В её глазах сплелись все чувства разом. Я молча наблюдал, как она набиралась смелости, переводя взор с моих глаз на шею, губы и возвращая мне уже совсем другой взгляд: хулиганский, затянутый дымкой предвкушения, пронзительный. Обвела черты моего лица кончиками пальцев, провела по вене на шее, обкусала свои губы и сглотнула.

Я настойчивее тронул вход в её попу, погрузив в неё кончик пальца. Несси охнула и уронила голову, впившись в основание моей шеи губами, чуть прихватив кожу.

— Кусай, девочка, загрызи меня, порви…

Реальность растворяется, когда тебя ласкает женщина, которую ты неистово хочешь. Яркие краски размазываются пастелью нежных поцелуев, звуки лишь вторят флейте дыхания, саксофону стонов и барабанной дроби сердца. Каждое прикосновение как ожог, удар плёткой по оголённым нервам, как игла в душу.

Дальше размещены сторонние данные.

//! Discovery, pairing and connection seams.

use async_trait::async_trait;
use secrecy::SecretString;
use tokio::sync::mpsc;

use crate::error::PairingError;
use crate::identity::NodeIdentity;
use crate::peer::{DiscoveredPeer, PeerEvent};

/// Streams peers while a discovery session is open.
pub trait DiscoveryTransport: Send + Sync {
    fn start(&self) -> Result<mpsc::Receiver<PeerEvent>, PairingError>;

    fn stop(&self);
}

#[async_trait]
pub trait PairingTransport: Send + Sync {
    /// Ask `peer` for a token bound to this node. `existing` is presented
    /// when re-pairing; the gateway may return it or issue a new one.
    async fn pair(
        &self,
        peer: &DiscoveredPeer,
        identity: &NodeIdentity,
        existing: Option<&SecretString>,
    ) -> Result<SecretString, PairingError>;
}

/// An established bridge connection.
#[derive(Debug, Clone, PartialEq, Eq)]
pub struct BridgeSession {
    pub peer_id: String,
    pub endpoint: String,
    pub server_name: Option<String>,
}

#[async_trait]
pub trait BridgeConnector: Send + Sync {
    /// Connect with `token`. A refused token is [`PairingError::Unauthorized`].
    async fn connect(
        &self,
        peer: &DiscoveredPeer,
        identity: &NodeIdentity,
        token: &SecretString,
    ) -> Result<BridgeSession, PairingError>;
}

// ---------------------------------------------------------------------------
// Static discovery
// ---------------------------------------------------------------------------

/// Discovery over a fixed list of endpoints (CLI `--gateway host:port`).
#[derive(Debug, Clone, Default)]
pub struct StaticDiscovery {
    peers: Vec<DiscoveredPeer>,
}

impl StaticDiscovery {
    pub fn new(peers: Vec<DiscoveredPeer>) -> Self {
        Self { peers }
    }

    /// One peer per endpoint, id and name derived from the endpoint.
    pub fn from_endpoints<I, S>(endpoints: I) -> Self
    where
        I: IntoIterator<Item = S>,
        S: AsRef<str>,
    {
        let peers = endpoints
            .into_iter()
            .map(|e| {
                let endpoint = e.as_ref().trim().to_string();
                DiscoveredPeer::new(endpoint.clone(), endpoint.clone(), endpoint)
            })
            .collect();
        Self { peers }
    }
}

impl DiscoveryTransport for StaticDiscovery {
    fn start(&self) -> Result<mpsc::Receiver<PeerEvent>, PairingError> {
        let (tx, rx) = mpsc::channel(self.peers.len().max(1));
        for peer in &self.peers {
            tx.try_send(PeerEvent::Found(peer.clone()))
                .map_err(|e| PairingError::Discovery(e.to_string()))?;
        }
        Ok(rx)
    }

    fn stop(&self) {}
}
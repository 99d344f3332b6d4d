//! Service-manager seam.
//!
//! Every call takes the process environment as an explicit [`ProcessEnv`];
//! child processes are spawned with exactly that environment.

use std::collections::BTreeMap;
use std::fs;
use std::path::{Path, PathBuf};
use std::process::Command;

use gatehouse_core::ProcessEnv;

use crate::error::{io_err, DaemonError};
use crate::launchd::LaunchdService;
use crate::systemd::SystemdUserService;

/// What to register with the service manager.
#[derive(Clone, PartialEq, Eq)]
pub struct InstallRequest {
    pub program_arguments: Vec<String>,
    /// The service's private environment. May hold the gateway token.
    pub environment: BTreeMap<String, String>,
    pub working_directory: Option<PathBuf>,
}

impl std::fmt::Debug for InstallRequest {
    fn fmt(&self, f: &mut std::fmt::Formatter<'_>) -> std::fmt::Result {
        f.debug_struct("InstallRequest")
            .field("program_arguments", &self.program_arguments)
            .field("environment", &self.environment.keys().collect::<Vec<_>>())
            .field("working_directory", &self.working_directory)
            .finish()
    }
}

pub trait ServiceManager {
    /// Short name for messages, e.g. `launchd`.
    fn name(&self) -> &'static str;

    /// Where the service definition lives.
    fn definition_path(&self) -> PathBuf;

    fn is_loaded(&self, env: &ProcessEnv) -> Result<bool, DaemonError>;

    fn install(&self, env: &ProcessEnv, request: &InstallRequest) -> Result<(), DaemonError>;

    fn uninstall(&self, env: &ProcessEnv) -> Result<(), DaemonError>;

    fn restart(&self, env: &ProcessEnv) -> Result<(), DaemonError>;

    /// Whether the user's login session bounds the service's lifetime.
    fn session_scoped(&self) -> bool {
        false
    }
}

/// Pick the service manager for the platform described by `env`.
pub fn resolve_service(
    home: &Path,
    env: &ProcessEnv,
) -> Result<Box<dyn ServiceManager>, DaemonError> {
    if env.is_macos() {
        Ok(Box::new(LaunchdService::new(home)))
    } else if env.is_linux() {
        Ok(Box::new(SystemdUserService::new(home)))
    } else {
        Err(DaemonError::Unsupported(env.os().to_string()))
    }
}

// ---------------------------------------------------------------------------
// Shared helpers
// ---------------------------------------------------------------------------

/// Run `program args…` with `env` and capture its output.
pub(crate) fn run_command(
    program: &str,
    args: &[&str],
    env: &ProcessEnv,
) -> Result<std::process::Output, DaemonError> {
    tracing::debug!(program, ?args, "running service command");
    Command::new(program)
        .args(args)
        .env_clear()
        .envs(env.vars())
        .output()
        .map_err(|e| io_err(program, e))
}

/// Like [`run_command`], but a non-zero exit is an error unless `ignore_failure`.
pub(crate) fn run_checked(
    manager: &'static str,
    program: &str,
    args: &[&str],
    env: &ProcessEnv,
    ignore_failure: bool,
) -> Result<(), DaemonError> {
    let output = run_command(program, args, env)?;
    if output.status.success() || ignore_failure {
        return Ok(());
    }

    let stderr = String::from_utf8_lossy(&output.stderr).trim().to_string();
    let stdout = String::from_utf8_lossy(&output.stdout).trim().to_string();
    Err(DaemonError::ServiceManager {
        manager,
        message: format!(
            "{program} {} (status {}): {stdout} {stderr}",
            args.join(" "),
            output.status
        ),
    })
}

/// Write a service definition readable only by the owner; it may embed a token.
pub(crate) fn write_private_file(path: &Path, contents: &str) -> Result<(), DaemonError> {
    if let Some(parent) = path.parent() {
        if !parent.exists() {
            fs::create_dir_all(parent).map_err(|e| io_err(parent, e))?;
        }
    }
    fs::write(path, contents).map_err(|e| io_err(path, e))?;
    #[cfg(unix)]
    {
        use std::os::unix::fs::PermissionsExt;
        fs::set_permissions(path, fs::Permissions::from_mode(0o600))
            .map_err(|e| io_err(path, e))?;
    }
    Ok(())
}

Её губы медленно скользили по шее от плеча за ухо, а меня до копчика пробирало электрическими разрядами так, что вздыбились волосы, хотелось большего.

— Несси… поцелуй меня.

Я запрокинул голову, подставляя ей губы. Она обняла моё лицо ладошками, и я закрыл глаза, радуясь, что она держит мою пустую башку. Казалось, она бы укатилась в траву, если бы неё горячие руки. Несси медлила.

Я сквозь ресницы видел, как моя несмелая девочка озиралась вокруг. И от этого только горячее казалось её тело, хотелось расплавить эту плитку шоколада с малиновой начинкой, чтобы текла в моих руках, всхлипывала и стонала, выкрикнув в оргазме моё имя. Я сменил палец в её попе на средний, отодвинув трусики и погрузив его полностью, прижимая девушку к себе.

Она чуть приподнялась, чтобы освободиться от этого напора, и я воспользовался этим, чтобы вынуть член, прикрываясь её юбкой.

— Садись, моя сладкая, — прошептал в губы, — трахни меня как следует.

— Это безумство…

— Да-а…

Я обхватил её за талию и насадил на себя, медленно раздвигая тугие мышцы, чувствуя её влагу. Она целовала неумело, хватая ртом то одну губу, то вторую, то облизывая их языком, и от этой неумелости и несмелости распирало грудь и лишало дыхания.

В голове всё поплыло, лишь расползался по венам тёплый туман, то медленно, то захлёстывая, как морские берега в шторм. Хотелось накинуться на неё, подмять под себя и окатить с головы до ног возбуждающей лаской, убаюкать в своих объятиях, пока не сожмётся в комок, а потом растечётся истомой и полным доверием.

И кончить в неё, наполнив мою хрустальную чуду-юду своим соком до краёв. Но я прижал её к себе, не позволяя двигаться.

— Нет, Несси… не шевелись так откровенно. Делай это внутренними мышцами, ритмично, — прошептал ей на ухо и схватил мочку губами.

— Но ты… распираешь… я не могу, — ответила шёпотом, заёрзав от размеренного движения моего пальца внутри неё.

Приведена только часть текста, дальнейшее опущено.